There are people dedicated to scavenging things like scrap metal, big plastic jugs, and anything else that could be reused out of the trash in front of homes, businesses and the dumps. Very little with any life left in it gets tossed. I think dumpster diving in the U.S. is great, but here you won't be finding any treasures, that's for sure. I also think freecycle.org is awesome, but look and you won't find much activity in this country.
Some people make recycling their small business, and have flatbed trucks and drive around announcing that they will buy old radiators, metal scraps, batteries, fridges, motorcycle parts, etc. that people have rusting away in the yard. There are also guys that walk around with megaphones announcing they buy pieces of used gold from broken jewelry or whatever, and they then go and sell it to be made into something else. Places even exist that buy OLD mattresses, no matter how nasty, and use the springs/wood but put new fabric and padding on them to re-sell.

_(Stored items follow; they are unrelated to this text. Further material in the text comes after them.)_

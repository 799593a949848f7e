//! Text normalization for lexical matching.
//!
//! Case-folds, strips diacritics (NFKD then combining-mark removal),
//! collapses whitespace, and drops stop tokens from the tokenization.
//! Pure functions; no allocation beyond the output strings.

use unicode_normalization::UnicodeNormalization;

/// Tokens too common to carry matching signal.
const STOP_TOKENS: &[&str] = &[
    "a", "an", "and", "are", "as", "at", "be", "by", "for", "from", "in", "is", "it", "of", "on",
    "or", "the", "to", "with",
];

/// A normalized query: the collapsed string plus its content tokens.
#[derive(Debug, Clone, PartialEq, Eq)]
pub struct Normalized {
    pub text: String,
    pub tokens: Vec<String>,
}

/// Normalize a query or document field for lexical comparison.
pub fn normalize(input: &str) -> Normalized {
    let folded = fold(input);
    let tokens = folded
        .split_whitespace()
        .filter(|token| !STOP_TOKENS.contains(token))
        .map(str::to_string)
        .collect();

    Normalized {
        text: folded,
        tokens,
    }
}

/// Case-fold, strip diacritics, collapse whitespace.
pub fn fold(input: &str) -> String {
    let stripped: String = input
        .nfkd()
        .filter(|c| !is_combining_mark(*c))
        .collect::<String>()
        .to_lowercase();

    stripped.split_whitespace().collect::<Vec<_>>().join(" ")
}

fn is_combining_mark(c: char) -> bool {
    matches!(c, '\u{0300}'..='\u{036F}' | '\u{1AB0}'..='\u{1AFF}' | '\u{20D0}'..='\u{20FF}')
}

So, in my opinion, in a developing country such as the DR where many institutions have trouble functioning, something like large-scale recycling that requires a certain level of structure and organization is not common or an easy sell...unless it has clear and immediate economic benefits. I am talking about national, provincial and municipal institutions. In this situation, look to the role of smaller-scale reducing, reusing and recycling being done by individuals motivated by economic gain and necessity rather than pure goodwill toward the environment.